WORK TASK
For this exercise, transcribe the records below without changing a word.

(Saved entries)
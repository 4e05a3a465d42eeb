//! API key middleware.
//!
//! When a key is configured, every route except `/health` requires a
//! matching `X-API-Key` header.

use axum::extract::{Request, State};
use axum::http::StatusCode;
use axum::middleware::Next;
use axum::response::{IntoResponse, Response};
use axum::Json;

use super::response::ErrorResponse;
use crate::infrastructure::config::ApiKey;

/// Header carrying the API key.
pub const API_KEY_HEADER: &str = "X-API-Key";

/// Reject requests without a valid API key.
pub async fn require_api_key(
    State(api_key): State<Option<ApiKey>>,
    request: Request,
    next: Next,
) -> Response {
    let Some(expected) = api_key else {
        return next.run(request).await;
    };

    if request.uri().path() == "/health" {
        return next.run(request).await;
    }

    let provided = request
        .headers()
        .get(API_KEY_HEADER)
        .and_then(|v| v.to_str().ok());
    let header_present = provided.is_some();

    if provided.is_some_and(|key| expected.matches(key)) {
        return next.run(request).await;
    }

    tracing::warn!(
        path = %request.uri().path(),
        header_present,
        "Rejected request with missing or invalid API key"
    );
    (
        StatusCode::UNAUTHORIZED,
        Json(ErrorResponse::message("Unauthorized")),
    )
        .into_response()
}
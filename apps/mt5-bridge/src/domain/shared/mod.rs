//! Shared Kernel
//!
//! Value objects and errors used across bounded contexts.

mod errors;
pub mod value_objects;

pub use errors::DomainError;
pub use value_objects::{Symbol, Ticket, Volume};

WRITTEN REPLY
repository 4e05a3a465d42eeb
//! API key middleware.
//!
//! When a key is configured, every route except `/health` requires a
//! matching `X-API-Key` header.

use axum::extract::{Request, State};
use axum::http::StatusCode;
use axum::middleware::Next;
use axum::response::{IntoResponse, Response};
use axum::Json;

use super::response::ErrorResponse;
use crate::infrastructure::config::ApiKey;

/// Header carrying the API key.
pub const API_KEY_HEADER: &str = "X-API-Key";

/// Reject requests without a valid API key.
pub async fn require_api_key(
    State(api_key): State<Option<ApiKey>>,
    request: Request,
    next: Next,
) -> Response {
    let Some(expected) = api_key else {
        return next.run(request).await;
    };

    if request.uri().path() == "/health" {
        return next.run(request).await;
    }

    let provided = request
        .headers()
        .get(API_KEY_HEADER)
        .and_then(|v| v.to_str().ok());
    let header_present = provided.is_some();

    if provided.is_some_and(|key| expected.matches(key)) {
        return next.run(request).await;
    }

    tracing::warn!(
        path = %request.uri().path(),
        header_present,
        "Rejected request with missing or invalid API key"
    );
    (
        StatusCode::UNAUTHORIZED,
        Json(ErrorResponse::message("Unauthorized")),
    )
        .into_response()
}
filename apps/mt5-bridge/src/domain/shared/mod.rs
//! Shared Kernel
//!
//! Value objects and errors used across bounded contexts.

mod errors;
pub mod value_objects;

pub use errors::DomainError;
pub use value_objects::{Symbol, Ticket, Volume};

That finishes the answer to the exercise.